1 - Contexte

1- Analyse bactériologique du matériel en place

2 - Analyse bactériologique après ablation d'un cathéter

3 - Analyse bactériologique après ablation d'une chambre implantable

La mise en place d'un cathéter peut répondre à plusieurs besoins

- assurer un abord vasculaire pour l'administration aisée de médicaments, de solutés de nutrition parentérale

- permettre la mesure des paramètres hémodynamiques

- accéder au site anatomique dans certaines pratiques interventionnelles sur le système circulatoire

L'insertion des cathéters à travers la peau, les injections dans les chambres implantables, exposent ces dispositifs à un risque de colonisation par des micro-organismes de la flore cutanée résidente, pouvant déboucher sur une infection. La colonisation des cathéters est également possible par voie endoluminale

à partir des connexions aux lignes de perfusion ou des perfusats eux-mêmes.

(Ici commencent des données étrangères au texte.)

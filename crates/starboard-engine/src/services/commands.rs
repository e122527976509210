//! Operator taxonomy commands
//!
//! The three admin-only commands the bot exposes: register negative
//! emoji, register delete emoji, list the current configuration. Each is
//! a synchronous request/response with a plain-text reply. Persistence
//! failures propagate to the invoker instead of being swallowed.

use starboard_core::{extract_emojis, Permissions, Snowflake};
use tracing::{info, instrument};

use super::context::EngineContext;
use super::error::{EngineError, EngineResult};

/// The member invoking a command, with resolved permissions
#[derive(Debug, Clone)]
pub struct CommandActor {
    pub user_id: Snowflake,
    pub permissions: Permissions,
}

impl CommandActor {
    /// Create a new actor
    pub fn new(user_id: Snowflake, permissions: Permissions) -> Self {
        Self {
            user_id,
            permissions,
        }
    }
}

/// Taxonomy command service
pub struct TaxonomyCommands<'a> {
    ctx: &'a EngineContext,
}

impl<'a> TaxonomyCommands<'a> {
    /// Create a new TaxonomyCommands
    pub fn new(ctx: &'a EngineContext) -> Self {
        Self { ctx }
    }

    /// Register one or more negative emoji
    #[instrument(skip(self))]
    pub async fn add_negative_emojis(
        &self,
        actor: &CommandActor,
        input: &str,
    ) -> EngineResult<String> {
        self.require_admin(actor)?;
        let names = parse_emoji_names(input)?;
        self.ctx.data().mutate(|doc| {
            doc.taxonomy.add_negative(names.iter().cloned());
        });
        self.ctx.data().persist().await?;

        info!(user_id = %actor.user_id, emojis = ?names, "Registered negative emojis");
        Ok(format!("Added {} to the negative emojis", names.join(", ")))
    }

    /// Register one or more delete emoji
    #[instrument(skip(self))]
    pub async fn add_delete_emojis(
        &self,
        actor: &CommandActor,
        input: &str,
    ) -> EngineResult<String> {
        self.require_admin(actor)?;
        let names = parse_emoji_names(input)?;
        self.ctx.data().mutate(|doc| {
            doc.taxonomy.add_delete(names.iter().cloned());
        });
        self.ctx.data().persist().await?;

        info!(user_id = %actor.user_id, emojis = ?names, "Registered delete emojis");
        Ok(format!("Added {} to the delete emojis", names.join(", ")))
    }

    /// List the current taxonomy configuration
    #[instrument(skip(self))]
    pub async fn list_config(&self, actor: &CommandActor) -> EngineResult<String> {
        self.require_admin(actor)?;
        Ok(self.ctx.data().read(|doc| {
            let negative: Vec<&str> = doc.taxonomy.negative().collect();
            let delete: Vec<&str> = doc.taxonomy.delete().collect();
            format!(
                "Negative emojis: {}\nDelete emojis: {}",
                negative.join(", "),
                delete.join(", ")
            )
        }))
    }

    fn require_admin(&self, actor: &CommandActor) -> EngineResult<()> {
        if actor.permissions.has(Permissions::ADMINISTRATOR) {
            Ok(())
        } else {
            Err(EngineError::permission_denied("ADMINISTRATOR"))
        }
    }
}

/// Extract emoji names from free-text command input
fn parse_emoji_names(input: &str) -> EngineResult<Vec<String>> {
    let names: Vec<String> = extract_emojis(input)
        .iter()
        .map(|emoji| emoji.name().to_string())
        .collect();
    if names.is_empty() {
        return Err(EngineError::invalid_input("no emojis found in input"));
    }
    Ok(names)
}
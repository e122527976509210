//! User entity - the bot's view of a platform user

use crate::value_objects::Snowflake;

/// User entity
#[derive(Debug, Clone, PartialEq, Eq)]
pub struct User {
    pub id: Snowflake,
    pub username: String,
    pub avatar_url: Option<String>,
    pub bot: bool,
}

impl User {
    /// Create a new User
    pub fn new(id: Snowflake, username: impl Into<String>) -> Self {
        Self {
            id,
            username: username.into(),
            avatar_url: None,
            bot: false,
        }
    }

    /// Mark this user as a bot account
    #[must_use]
    pub fn as_bot(mut self) -> Self {
        self.bot = true;
        self
    }

    /// Check if user is a bot account
    #[inline]
    pub fn is_bot(&self) -> bool {
        self.bot
    }

    /// User mention string for outbound message content
    #[must_use]
    pub fn mention(&self) -> String {
        format!("<@{}>", self.id)
    }
}
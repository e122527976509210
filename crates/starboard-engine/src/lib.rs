//! # starboard-engine
//!
//! Application layer of the starboard moderation-signal core: the
//! aggregation engine driving the ledger and the auto-delete cascade, and
//! the operator command surface. Collaborators (platform client, quote
//! renderer, persistence backend) are injected through the ports defined
//! in `starboard-core`.

pub mod services;

pub use services::{
    CommandActor, EngineContext, EngineError, EngineResult, StarboardService, TaxonomyCommands,
};
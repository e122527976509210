//! Threshold policy - reaction counts required for promotion
//!
//! Pure and constant: no hidden state, no failure modes. One designated
//! high-traffic channel carries elevated thresholds; everywhere else the
//! defaults apply.

use serde::{Deserialize, Serialize};

use crate::value_objects::Snowflake;

/// Star reactions needed to promote in a default channel
pub const STAR_THRESHOLD: u32 = 5;
/// Non-star positive reactions needed to promote in a default channel
pub const OTHER_THRESHOLD: u32 = 7;
/// Star reactions needed to promote in the elevated channel
pub const ELEVATED_STAR_THRESHOLD: u32 = 14;
/// Non-star positive reactions needed to promote in the elevated channel
pub const ELEVATED_OTHER_THRESHOLD: u32 = 14;
/// Delete-emoji count that arms the auto-delete evaluation
pub const AUTO_DELETE_THRESHOLD: u32 = 10;

/// Classification of a promotion-eligible emoji
#[derive(Debug, Clone, Copy, PartialEq, Eq, Hash, Serialize, Deserialize)]
pub enum EmojiClass {
    /// The platform-global star symbol
    Star,
    /// Any other non-negative emoji
    OtherPositive,
}

/// Channel-sensitive promotion thresholds
#[derive(Debug, Clone, Copy, PartialEq, Eq)]
pub struct ThresholdPolicy {
    elevated_channel: Snowflake,
}

impl ThresholdPolicy {
    /// Create a policy with the given high-traffic channel
    pub fn new(elevated_channel: Snowflake) -> Self {
        Self { elevated_channel }
    }

    /// Reaction count required to promote a message in a channel
    pub fn required_count(&self, channel_id: Snowflake, class: EmojiClass) -> u32 {
        if channel_id == self.elevated_channel {
            match class {
                EmojiClass::Star => ELEVATED_STAR_THRESHOLD,
                EmojiClass::OtherPositive => ELEVATED_OTHER_THRESHOLD,
            }
        } else {
            match class {
                EmojiClass::Star => STAR_THRESHOLD,
                EmojiClass::OtherPositive => OTHER_THRESHOLD,
            }
        }
    }

    /// Delete-emoji count that arms the auto-delete evaluation
    #[inline]
    pub fn auto_delete_threshold(&self) -> u32 {
        AUTO_DELETE_THRESHOLD
    }
}
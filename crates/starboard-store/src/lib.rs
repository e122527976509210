//! # starboard-store
//!
//! Persistence layer: the persisted document (taxonomy + starboard
//! ledger), key-value store implementations, and the shared data handle
//! the engine mutates and persists through.

mod data;
mod document;
mod json_store;
mod memory_store;

pub use data::StarboardData;
pub use document::{StarboardDocument, RECORD_KEY};
pub use json_store::JsonFileStore;
pub use memory_store::MemoryStore;
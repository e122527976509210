//! Embed - display payload carried to the platform
//!
//! Produced by the quote renderer and passed through to the client
//! untouched; the engine never inspects embed internals.

use chrono::{DateTime, Utc};
use serde::{Deserialize, Serialize};

/// A rendered embed block
#[derive(Debug, Clone, Default, PartialEq, Eq, Serialize, Deserialize)]
pub struct Embed {
    #[serde(skip_serializing_if = "Option::is_none")]
    pub author_name: Option<String>,
    #[serde(skip_serializing_if = "Option::is_none")]
    pub author_icon_url: Option<String>,
    #[serde(skip_serializing_if = "Option::is_none")]
    pub description: Option<String>,
    #[serde(skip_serializing_if = "Option::is_none")]
    pub image_url: Option<String>,
    #[serde(skip_serializing_if = "Option::is_none")]
    pub footer: Option<String>,
    #[serde(skip_serializing_if = "Option::is_none")]
    pub timestamp: Option<DateTime<Utc>>,
    #[serde(skip_serializing_if = "Option::is_none")]
    pub color: Option<u32>,
}

impl Embed {
    /// Create an empty embed
    pub fn new() -> Self {
        Self::default()
    }

    /// Set the description text
    #[must_use]
    pub fn with_description(mut self, description: impl Into<String>) -> Self {
        self.description = Some(description.into());
        self
    }

    /// Set the primary image
    #[must_use]
    pub fn with_image(mut self, url: impl Into<String>) -> Self {
        self.image_url = Some(url.into());
        self
    }

    /// Set the author line
    #[must_use]
    pub fn with_author(mut self, name: impl Into<String>, icon_url: Option<String>) -> Self {
        self.author_name = Some(name.into());
        self.author_icon_url = icon_url;
        self
    }
}
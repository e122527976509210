//! Concurrency primitives shared across the bot

mod expiring_set;
mod keyed_mutex;

pub use expiring_set::ExpiringSet;
pub use keyed_mutex::{KeyedMutexGuard, KeyedMutexSet};
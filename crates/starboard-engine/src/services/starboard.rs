//! Starboard service - the aggregation engine
//!
//! Receives message and reaction lifecycle events, consults the threshold
//! policy and the emoji taxonomy, and drives the starboard ledger and the
//! auto-delete cascade. All state-changing work for a message happens
//! under that message's exclusivity lock; the durable write follows after
//! the lock is released.
//!
//! State machine per message id: untracked → tracked → removed. A tracked
//! message refreshes in place on reaction changes and edits; the only
//! demotion path is deletion of the source message.

use starboard_common::{ExpiringSet, KeyedMutexSet};
use starboard_core::decision::meets_promotion_threshold;
use starboard_core::{
    Channel, EmojiId, GatewayEvent, OutgoingMessage, Reaction, ReactionSnapshot, Snowflake,
};
use tracing::{debug, info, instrument, warn};

use super::context::EngineContext;
use super::error::EngineResult;

/// Jump-link template appended to rendered entries; the renderer expands
/// `$$` to the source message url.
const JUMP_LINK_TEMPLATE: &str = "\n\n**[Jump to message!]($$)**";

/// The aggregation engine
pub struct StarboardService {
    pub(crate) ctx: EngineContext,
    locks: KeyedMutexSet<Snowflake>,
    pub(crate) notified: ExpiringSet<Snowflake>,
}

impl StarboardService {
    /// Create the engine over a context
    pub fn new(ctx: EngineContext) -> Self {
        let notify_ttl = ctx.config().notify_ttl();
        Self {
            ctx,
            locks: KeyedMutexSet::new(),
            notified: ExpiringSet::new(notify_ttl),
        }
    }

    /// Get the engine context
    pub fn context(&self) -> &EngineContext {
        &self.ctx
    }

    /// Process one gateway event, never propagating failure
    ///
    /// Fetch failures and downstream errors degrade to a log entry; a
    /// later event for the same message recovers naturally.
    pub async fn handle_event(&self, event: GatewayEvent) {
        let outcome = match &event {
            GatewayEvent::ReactionAdded {
                channel_id,
                message_id,
                emoji,
            } => self.on_reaction_added(*channel_id, *message_id, emoji).await,
            GatewayEvent::ReactionRemoved {
                channel_id,
                message_id,
                ..
            } => self.on_reaction_removed(*channel_id, *message_id).await,
            GatewayEvent::MessageUpdated {
                channel_id,
                message_id,
            } => self.on_message_updated(*channel_id, *message_id).await,
            GatewayEvent::MessageDeleted { message_id, .. } => {
                self.on_message_deleted(*message_id).await
            }
        };
        if let Err(err) = outcome {
            warn!(
                event = event.event_type(),
                message_id = %event.message_id(),
                error = %err,
                "Event cascade abandoned"
            );
        }
    }

    /// Reaction added to a message
    #[instrument(skip(self))]
    pub async fn on_reaction_added(
        &self,
        channel_id: Snowflake,
        message_id: Snowflake,
        emoji: &EmojiId,
    ) -> EngineResult<()> {
        let Some(channel) = self.eligible_channel(channel_id).await? else {
            return Ok(());
        };
        let guard = self.locks.lock(message_id).await;
        let snapshot = self
            .ctx
            .client()
            .fetch_reactions(channel_id, message_id)
            .await?;

        // Delete emojis are checked before any promotion logic.
        let is_delete = self
            .ctx
            .data()
            .read(|doc| doc.taxonomy.is_delete(emoji.name()));
        let count = snapshot.count_of(emoji);
        if is_delete && count >= self.ctx.policy().auto_delete_threshold() {
            let trigger = Reaction::new(emoji.clone(), count);
            self.run_auto_delete(&channel, message_id, &trigger, &snapshot)
                .await?;
            return Ok(());
        }

        let tracked = self.ctx.data().read(|doc| doc.is_tracked(message_id));
        let promote = tracked
            || self.ctx.data().read(|doc| {
                meets_promotion_threshold(&snapshot, channel_id, self.ctx.policy(), &doc.taxonomy)
            });
        if !promote {
            return Ok(());
        }

        self.update_entry(channel_id, message_id, &snapshot).await?;
        drop(guard);
        self.ctx.data().persist().await?;
        Ok(())
    }

    /// Reaction removed from a message
    ///
    /// Refreshes the displayed counts of a tracked message. Count drops
    /// never demote.
    #[instrument(skip(self))]
    pub async fn on_reaction_removed(
        &self,
        channel_id: Snowflake,
        message_id: Snowflake,
    ) -> EngineResult<()> {
        if self.eligible_channel(channel_id).await?.is_none() {
            return Ok(());
        }
        let guard = self.locks.lock(message_id).await;
        if !self.ctx.data().read(|doc| doc.is_tracked(message_id)) {
            return Ok(());
        }
        let snapshot = self
            .ctx
            .client()
            .fetch_reactions(channel_id, message_id)
            .await?;
        self.update_entry(channel_id, message_id, &snapshot).await?;
        drop(guard);
        self.ctx.data().persist().await?;
        Ok(())
    }

    /// Message content edited
    #[instrument(skip(self))]
    pub async fn on_message_updated(
        &self,
        channel_id: Snowflake,
        message_id: Snowflake,
    ) -> EngineResult<()> {
        if self.eligible_channel(channel_id).await?.is_none() {
            return Ok(());
        }
        let guard = self.locks.lock(message_id).await;
        if !self.ctx.data().read(|doc| doc.is_tracked(message_id)) {
            return Ok(());
        }
        let snapshot = self
            .ctx
            .client()
            .fetch_reactions(channel_id, message_id)
            .await?;
        self.update_entry(channel_id, message_id, &snapshot).await?;
        drop(guard);
        self.ctx.data().persist().await?;
        Ok(())
    }

    /// Source message deleted - the only demotion path
    #[instrument(skip(self))]
    pub async fn on_message_deleted(&self, message_id: Snowflake) -> EngineResult<()> {
        let guard = self.locks.lock(message_id).await;
        let Some(starboard_id) = self.ctx.data().read(|doc| doc.entry(message_id)) else {
            return Ok(());
        };
        let starboard_channel = self.ctx.config().starboard_channel_id;
        match self
            .ctx
            .client()
            .delete_message(starboard_channel, starboard_id)
            .await
        {
            Ok(()) => {}
            Err(err) if err.is_not_found() => {
                warn!(
                    %message_id,
                    %starboard_id,
                    "Starboard message already gone; clearing stale ledger entry"
                );
            }
            Err(err) => return Err(err.into()),
        }
        self.ctx.data().mutate(|doc| {
            doc.remove_entry(message_id);
        });
        info!(%message_id, %starboard_id, "Removed starboard entry");
        drop(guard);
        self.ctx.data().persist().await?;
        Ok(())
    }

    /// Create or refresh the posted starboard entry for a message
    ///
    /// Renders the current message content plus a reaction summary line.
    /// If the ledger references a starboard message that no longer exists,
    /// the stale entry is cleared so a future event can re-create it.
    async fn update_entry(
        &self,
        channel_id: Snowflake,
        message_id: Snowflake,
        snapshot: &ReactionSnapshot,
    ) -> EngineResult<()> {
        let message = self
            .ctx
            .client()
            .fetch_message(channel_id, message_id)
            .await?;
        let embeds = self
            .ctx
            .renderer()
            .render(&[message], None, true, Some(JUMP_LINK_TEMPLATE))
            .await?;
        let payload = OutgoingMessage {
            content: Some(reactions_line(snapshot, channel_id)),
            embeds,
        };

        let starboard_channel = self.ctx.config().starboard_channel_id;
        match self.ctx.data().read(|doc| doc.entry(message_id)) {
            Some(starboard_id) => {
                match self
                    .ctx
                    .client()
                    .edit_message(starboard_channel, starboard_id, payload)
                    .await
                {
                    Ok(()) => {
                        debug!(%message_id, %starboard_id, "Refreshed starboard entry");
                    }
                    Err(err) if err.is_not_found() => {
                        warn!(
                            %message_id,
                            %starboard_id,
                            "Ledger references a missing starboard message; clearing stale entry"
                        );
                        self.ctx.data().mutate(|doc| {
                            doc.remove_entry(message_id);
                        });
                    }
                    Err(err) => return Err(err.into()),
                }
            }
            None => {
                let starboard_id = self
                    .ctx
                    .client()
                    .send_message(starboard_channel, payload)
                    .await?;
                self.ctx.data().mutate(|doc| {
                    doc.insert_entry(message_id, starboard_id);
                });
                info!(%message_id, %starboard_id, "Created starboard entry");
            }
        }
        Ok(())
    }

    /// Resolve a channel and apply the eligibility filter
    ///
    /// Excluded channels are rejected without a fetch; forum channels and
    /// DM contexts are rejected after resolution. `None` is a silent skip,
    /// not an error.
    async fn eligible_channel(&self, channel_id: Snowflake) -> EngineResult<Option<Channel>> {
        if self.ctx.config().is_excluded(channel_id) {
            return Ok(None);
        }
        let channel = self.ctx.client().fetch_channel(channel_id).await?;
        if channel.is_forum() || channel.is_dm_based() {
            return Ok(None);
        }
        Ok(Some(channel))
    }
}

/// Reaction summary line for a posted entry
///
/// Every reaction with its count, sorted by descending count, followed by
/// a reference to the source channel.
pub(crate) fn reactions_line(snapshot: &ReactionSnapshot, channel_id: Snowflake) -> String {
    snapshot
        .sorted_by_count_desc()
        .iter()
        .map(|reaction| format!("{} **{}**", reaction.emoji, reaction.count))
        .chain(std::iter::once(format!("<#{channel_id}>")))
        .collect::<Vec<_>>()
        .join(" | ")
}
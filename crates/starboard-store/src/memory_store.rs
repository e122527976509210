//! In-memory key-value store
//!
//! Backs tests and ephemeral deployments. `flush` is a no-op unless the
//! store has been told to fail, which tests use to exercise the
//! persistence-failure path.

use parking_lot::RwLock;
use std::collections::HashMap;
use std::sync::atomic::{AtomicBool, AtomicUsize, Ordering};

use async_trait::async_trait;
use starboard_core::{KeyValueStore, StoreError, StoreResult};

/// Key-value store held entirely in memory
#[derive(Debug, Default)]
pub struct MemoryStore {
    records: RwLock<HashMap<String, serde_json::Value>>,
    flushes: AtomicUsize,
    fail_flushes: AtomicBool,
}

impl MemoryStore {
    /// Create an empty store
    pub fn new() -> Self {
        Self::default()
    }

    /// Number of successful flushes so far
    pub fn flush_count(&self) -> usize {
        self.flushes.load(Ordering::SeqCst)
    }

    /// Make subsequent flushes fail (or succeed again)
    pub fn set_fail_flushes(&self, fail: bool) {
        self.fail_flushes.store(fail, Ordering::SeqCst);
    }
}

#[async_trait]
impl KeyValueStore for MemoryStore {
    fn get(&self, key: &str) -> Option<serde_json::Value> {
        self.records.read().get(key).cloned()
    }

    fn set(&self, key: &str, value: serde_json::Value) {
        self.records.write().insert(key.to_string(), value);
    }

    async fn flush(&self) -> StoreResult<()> {
        if self.fail_flushes.load(Ordering::SeqCst) {
            return Err(StoreError::Io("simulated flush failure".to_string()));
        }
        self.flushes.fetch_add(1, Ordering::SeqCst);
        Ok(())
    }
}
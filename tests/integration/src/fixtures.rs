//! Shared fixtures: channel layout, users, and a fully wired engine

use std::collections::HashSet;
use std::sync::Arc;

use starboard_common::GuildConfig;
use starboard_core::{
    Channel, ChannelType, EmojiId, KeyValueStore, Message, Reaction, Snowflake, User,
};
use starboard_engine::{EngineContext, StarboardService};
use starboard_store::{MemoryStore, StarboardData};

use crate::helpers::{MockClient, MockRenderer};

pub const GUILD: Snowflake = Snowflake::new(1);
/// Ordinary text channel with default thresholds
pub const GENERAL: Snowflake = Snowflake::new(100);
/// High-traffic channel: elevated thresholds, auto-delete armed
pub const MEMES: Snowflake = Snowflake::new(777);
/// The curated feed channel
pub const STARBOARD: Snowflake = Snowflake::new(500);
/// Moderation log channel
pub const ACTION_LOG: Snowflake = Snowflake::new(600);
/// Channel on the exclusion list
pub const EXCLUDED: Snowflake = Snowflake::new(400);
/// Forum channel (never tracked)
pub const FORUM: Snowflake = Snowflake::new(410);
/// DM channel (never tracked)
pub const DM: Snowflake = Snowflake::new(420);

pub const ADMIN_USER: Snowflake = Snowflake::new(50);
pub const AUTHOR: Snowflake = Snowflake::new(60);

pub fn guild_config() -> GuildConfig {
    GuildConfig {
        guild_id: GUILD,
        starboard_channel_id: STARBOARD,
        high_traffic_channel_id: MEMES,
        moderated_channel_id: MEMES,
        action_log_channel_id: ACTION_LOG,
        excluded_channel_ids: HashSet::from([EXCLUDED]),
        admin_user_ids: HashSet::from([ADMIN_USER]),
        notify_ttl_secs: 24 * 60 * 60,
    }
}

pub fn author() -> User {
    User::new(AUTHOR, "luke")
}

pub fn admin_author() -> User {
    User::new(ADMIN_USER, "zelis")
}

pub fn star(count: u32) -> Reaction {
    Reaction::new(EmojiId::unicode("\u{2b50}"), count)
}

pub fn emoji(name: &str, count: u32) -> Reaction {
    Reaction::new(EmojiId::unicode(name), count)
}

pub fn delete_emoji(count: u32) -> Reaction {
    Reaction::new(EmojiId::custom("delet_this", Snowflake::new(9_999)), count)
}

/// A fully wired engine over mock collaborators
pub struct Harness {
    pub client: Arc<MockClient>,
    pub store: Arc<MemoryStore>,
    pub service: StarboardService,
}

impl Harness {
    pub fn new() -> Self {
        let client = MockClient::new();
        client.add_channel(Channel::new_text(GENERAL, GUILD, "general"));
        client.add_channel(Channel::new_text(MEMES, GUILD, "memes"));
        client.add_channel(Channel::new_text(STARBOARD, GUILD, "starboard"));
        client.add_channel(Channel::new_text(ACTION_LOG, GUILD, "action-log"));
        client.add_channel(Channel::new_text(EXCLUDED, GUILD, "rules"));
        client.add_channel(Channel::new_forum(FORUM, GUILD, "help"));
        client.add_channel(Channel {
            id: DM,
            guild_id: None,
            name: None,
            channel_type: ChannelType::Dm,
        });

        let store = Arc::new(MemoryStore::new());
        let data = StarboardData::load(Arc::clone(&store) as Arc<dyn KeyValueStore>)
            .expect("fresh store always loads");
        let ctx = EngineContext::new(
            Arc::clone(&client) as Arc<dyn starboard_core::ChatClient>,
            Arc::new(MockRenderer),
            data,
            guild_config(),
        );
        Self {
            client,
            store,
            service: StarboardService::new(ctx),
        }
    }

    /// Seed a source message with the given reactions
    pub fn seed_message(&self, channel_id: Snowflake, message_id: Snowflake, user: User) {
        self.client
            .add_message(Message::new(message_id, channel_id, user, "nice message"));
    }

    /// Check whether the ledger tracks a source message
    pub fn is_tracked(&self, message_id: Snowflake) -> bool {
        self.service
            .context()
            .data()
            .read(|doc| doc.is_tracked(message_id))
    }

    /// Number of ledger entries
    pub fn ledger_len(&self) -> usize {
        self.service
            .context()
            .data()
            .read(|doc| doc.starboard.len())
    }
}

impl Default for Harness {
    fn default() -> Self {
        Self::new()
    }
}
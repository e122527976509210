//! Auto-delete cascade
//!
//! Invoked from the reaction-added transition once a delete emoji reaches
//! the trigger threshold, already under the per-message lock. Decides via
//! the pure verdict, then logs, notifies, and deletes. A suppressed
//! verdict logs at most once per message per notification window.

use starboard_core::decision::evaluate_auto_delete;
use starboard_core::{Channel, OutgoingMessage, Reaction, ReactionSnapshot, Snowflake};
use tracing::info;

use super::error::EngineResult;
use super::starboard::{reactions_line, StarboardService};

/// Log prefix when the message is actually removed
const ACTION_DELETING: &str = "Auto-deleting";
/// Log prefix when the threshold was reached but deletion is suppressed
const ACTION_THRESHOLD: &str = "Auto-delete threshold reached";

impl StarboardService {
    /// Evaluate and execute the auto-delete cascade for one trigger
    pub(crate) async fn run_auto_delete(
        &self,
        channel: &Channel,
        message_id: Snowflake,
        trigger: &Reaction,
        snapshot: &ReactionSnapshot,
    ) -> EngineResult<()> {
        let message = self
            .ctx
            .client()
            .fetch_message(channel.id, message_id)
            .await?;

        let config = self.ctx.config();
        let verdict = self.ctx.data().read(|doc| {
            evaluate_auto_delete(
                snapshot,
                trigger,
                channel.id,
                config.moderated_channel_id,
                &message.author,
                &config.admin_user_ids,
                &doc.taxonomy,
            )
        });
        let do_delete = verdict.should_delete();
        let action = if do_delete {
            ACTION_DELETING
        } else {
            ACTION_THRESHOLD
        };
        info!(
            %message_id,
            emoji = %trigger.emoji,
            count = trigger.count,
            action,
            "Auto-delete evaluation"
        );

        // A suppressed outcome logs once per window; an actual deletion
        // always logs.
        if do_delete || !self.notified.has(&message_id) {
            let embeds = self
                .ctx
                .renderer()
                .render(&[message.clone()], None, true, None)
                .await?;
            let record = format!(
                "{action} message from {} for {} {} reactions\n{}",
                message.author.mention(),
                trigger.count,
                trigger.emoji,
                reactions_line(snapshot, channel.id),
            );
            self.ctx
                .client()
                .send_message(
                    config.action_log_channel_id,
                    OutgoingMessage {
                        content: Some(record),
                        embeds,
                    },
                )
                .await?;
            self.notified.insert(message_id);
        }

        if do_delete {
            let notice = format!(
                "{} A message of yours was automatically removed because the \
                 community flagged it past the removal threshold.",
                message.author.mention()
            );
            self.ctx
                .client()
                .send_message(channel.id, OutgoingMessage::text(notice))
                .await?;
            self.ctx
                .client()
                .delete_message(channel.id, message_id)
                .await?;
        }
        Ok(())
    }
}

L'examen bactériologique de ces dispositifs a pour but de rapporter l'existence d'un état septique à leur colonisation par un ou plusieurs micro-organismes.

Les méthodes utilisées sont différentes selon que le dispositif est ôté ou laissé en place. …

L'examen systématique des cathéters périphériques n'est pas justifié en dehors de signes locaux et/ou généraux d'infection.

* Utiliser une méthode sensible et spécifique permettant de mettre en évidence une colonisation

du dispositif

* Les micro-organismes les plus fréquemment rencontrés sont :

- Staphylococcus epidermidis

- autres staphylocoques à coagulase négative

- Staphylococcus aureus

- Pseudomonas aeruginosa

- Acinetobacter spp.

- Entérobactéries

- Enterococcus spp.

- Streptococcus "viridans"

- bactéries corynéformes

- Candida spp.

* La recherche de bactéries anaérobies n'est pas nécessaire dans ce contexte.

* Différencier une colonisation d'une contamination liée en général aux manoeuvres d'ablation du dispositif.

* Recourir à des méthodes quantitatives ou semi-quantitatives de préférence aux méthodes qualitatives (simple mise en culture en milieu liquide).

* Documenter un état septique

* Réaliser systématiquement des hémocultures périphériques pour rechercher une bactériémie

* Exclure la responsabilité d'un autre foyer infectieux.

* Par l'interprétation des résultats, fournir une aide à la décision :

* instauration ou non d'une antibiothérapie par voie générale ou locale ("verrou")

* choix de la molécule

* ablation éventuelle du dispositif

Cette démarche reposera sur la pratique d'hémocultures "différentielles" et s'applique dans le cas de la gestion des chambres implantables et des cathéters profonds.

* Hémocultures par la méthode de centrifugation-lyse (ISOLATOR 10°),

* Prélever 2 hémocultures ( 10 ml de sans chacune), l'une en périphérie à distance du matériel,

l'autre à travers le dispositif (après avoir rejeté les 20 premiers millilitres de sang).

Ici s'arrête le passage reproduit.